Another core principle of the AHCPR guidelines, Dr. Payne said, is use of the WHO three-step analgesic ladder paradigm for cancer pain management, and one of the key assumptions of that paradigm is that morphine is the opioid of first choice for severe pain.
A recent study conducted by Dr. Payne and colleagues from six institutions, however, casts doubt on this assumption. This cross-sectional study compared certain aspects of quality of life, patient satisfaction, and side effects in 96 patients taking controlled-release oral morphine and in 213 patients treated with transdermal fentanyl (Duragesic).
Although physical functioning was better in the morphine group, patient satisfaction scores were higher in the transdermal fentanyl group, due to a significantly lower frequency and severity of side effects, especially constipation and nausea, Dr. Payne reported.
He also described other new data suggesting that response to certain analgesics may be gender specific. In a small, blinded study, 20 women and 28 men undergoing dental extractions were given doses of either butorphanol (Stadol) or nalbuphine(Drug information on nalbuphine). The women reported a greater intensity and longer duration of analgesia than men given the same dose of the drugs.
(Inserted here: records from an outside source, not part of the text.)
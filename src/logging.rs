//! Middleware for logging requests and responses.

use axum::{
    body::{Body, Bytes, HttpBody},
    extract::Request,
    http::{StatusCode, request, response},
    middleware::Next,
    response::{IntoResponse, Response},
};

use crate::ApiResponse;

/// Bodies longer than this many bytes are truncated in `info` logs.
pub const LOG_BODY_LENGTH_LIMIT: usize = 64;

/// Request bodies larger than this many bytes are rejected, the same limit axum applies to
/// its body extractors.
pub const MAX_REQUEST_BODY_BYTES: usize = 2 * 1024 * 1024;

/// Log the request and response for each request.
///
/// Both the request and response are logged at the `info` level.
/// If a body is longer than [LOG_BODY_LENGTH_LIMIT] bytes, it is
/// truncated and the full body is logged at the `debug` level.
///
/// Request bodies larger than [MAX_REQUEST_BODY_BYTES] are rejected with
/// `413 Payload Too Large` before being buffered.
pub async fn logging_middleware(request: Request, next: Next) -> Response {
    let (parts, body) = request.into_parts();

    if body.size_hint().lower() > MAX_REQUEST_BODY_BYTES as u64 {
        tracing::warn!(
            "Rejected request {} {} with a body over {MAX_REQUEST_BODY_BYTES} bytes",
            parts.method,
            parts.uri
        );
        return (
            StatusCode::PAYLOAD_TOO_LARGE,
            ApiResponse::<()>::failure(format!(
                "the request body is larger than {MAX_REQUEST_BODY_BYTES} bytes"
            )),
        )
            .into_response();
    }

    let body_bytes = match read_body(body, MAX_REQUEST_BODY_BYTES).await {
        Ok(bytes) => bytes,
        Err(error) => {
            tracing::warn!("Could not read request body: {error}");
            return (
                StatusCode::BAD_REQUEST,
                ApiResponse::<()>::failure("could not read the request body"),
            )
                .into_response();
        }
    };
    log_request(&parts, &String::from_utf8_lossy(&body_bytes));

    let request = Request::from_parts(parts, Body::from(body_bytes));
    let response = next.run(request).await;

    let (parts, body) = response.into_parts();
    let body_bytes = match read_body(body, usize::MAX).await {
        Ok(bytes) => bytes,
        Err(error) => {
            tracing::error!("Could not read response body: {error}");
            return StatusCode::INTERNAL_SERVER_ERROR.into_response();
        }
    };
    log_response(&parts, &String::from_utf8_lossy(&body_bytes));

    Response::from_parts(parts, Body::from(body_bytes))
}

async fn read_body(body: Body, limit: usize) -> Result<Bytes, axum::Error> {
    axum::body::to_bytes(body, limit).await
}

/// The longest prefix of `text` that fits in `limit` bytes without splitting a character.
fn truncate(text: &str, limit: usize) -> &str {
    if text.len() <= limit {
        return text;
    }

    let end = text
        .char_indices()
        .map(|(index, c)| index + c.len_utf8())
        .take_while(|end| *end <= limit)
        .last()
        .unwrap_or(0);

    &text[..end]
}

fn log_request(parts: &request::Parts, body: &str) {
    if body.len() > LOG_BODY_LENGTH_LIMIT {
        tracing::info!(
            "Received request: {} {}\nbody: {}...",
            parts.method,
            parts.uri,
            truncate(body, LOG_BODY_LENGTH_LIMIT)
        );
        tracing::debug!("Full request body: {body:?}");
    } else {
        tracing::info!(
            "Received request: {} {}\nbody: {body:?}",
            parts.method,
            parts.uri
        );
    }
}

fn log_response(parts: &response::Parts, body: &str) {
    if body.len() > LOG_BODY_LENGTH_LIMIT {
        tracing::info!(
            "Sending response: {}\nbody: {}...",
            parts.status,
            truncate(body, LOG_BODY_LENGTH_LIMIT)
        );
        tracing::debug!("Full response body: {body:?}");
    } else {
        tracing::info!("Sending response: {}\nbody: {body:?}", parts.status);
    }
}
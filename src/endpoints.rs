//! The API endpoints URIs.
//!
//! Endpoints that act on a single record take its ID as the `id` query parameter,
//! e.g. `DELETE /api/spending?id=3`.

/// The route for joining or creating a family.
pub const JOIN_FAMILY: &str = "/api/families/join";
/// The route to create, list and delete spending.
pub const SPENDING: &str = "/api/spending";
/// The route to create, list and delete income.
pub const INCOME: &str = "/api/income";
/// The route to create, list and delete recurring rules.
pub const RECURRING_RULES: &str = "/api/recurring-rules";
/// The route that posts every recurring rule due today.
pub const RECURRING_PROCESS: &str = "/api/recurring-process";
/// The route for a family's monthly summary.
pub const DASHBOARD: &str = "/api/dashboard";

// These tests are here so that we know when we call `Uri::from_shared` it will not panic.
#[cfg(test)]
mod endpoints_tests {
    use axum::http::Uri;

    use crate::endpoints;

    fn assert_endpoint_is_valid_uri(uri: &str) {
        assert!(uri.parse::<Uri>().is_ok());
    }

    #[test]
    fn endpoints_are_valid_uris() {
        assert_endpoint_is_valid_uri(endpoints::JOIN_FAMILY);
        assert_endpoint_is_valid_uri(endpoints::SPENDING);
        assert_endpoint_is_valid_uri(endpoints::INCOME);
        assert_endpoint_is_valid_uri(endpoints::RECURRING_RULES);
        assert_endpoint_is_valid_uri(endpoints::RECURRING_PROCESS);
        assert_endpoint_is_valid_uri(endpoints::DASHBOARD);
    }
}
"So we now know that gender, race, and other genetic factors influence analgesic responsiveness, and the degree to which this becomes a factor in selecting analgesics that optimize analgesia and minimize side effects becomes very critical," Dr. Payne said. He called for large, cooperative, controlled trials to determine how to apply these new findings to clinical practice.
Changing Practice Behavior
Besides incorporating new drugs and new data, another important aspect of guideline development, refinement, and implementation is ensuring compliance with guideline recommendations.
"It is being increasingly recognized that education alone has been insufficient to change practice behavior," he said, "and it may be necessary to look at other models, such as incorporating best analgesic practices into protocols, to truly make an impact on changing pain therapies."
One such model for quality assurance assessment was described in 1995 by the American Pain Societys Quality of Care Committee. In addition to using objective scales to quantify pain and assess the impact of pain on functioning, this study looked at "process issues," such as how long patients had to wait to receive analgesics and how clear instructions were about taking medications, as well as global measures of patients satisfaction with their pain management.
Studies conducted by the American Pain Society validated this approach to quality assessment. "The advantage of these kinds of approaches is that they tend to make pain visible within an institution, permit the institution to change, provide a basis for educating patients and clinicians, and help immediately to minimize errors in prescribing," he said.
As to what steps the NCCN should take in formulating pain guidelines, Dr. Payne suggested that serious consideration be given to implementing and standardizing very simple pain assessment tools for routine care.
These should depend on "implementing what are really validated WHO analgesic ladder principles and AHCPR principles of pain assessment," he said, adding that the American Pain Societys model of standard quality assurance assessments is a good starting point.
The NCCN also could provide the infrastructure to support large cooperative clinical trials to evaluate new drugs and improved quality of life methodologies.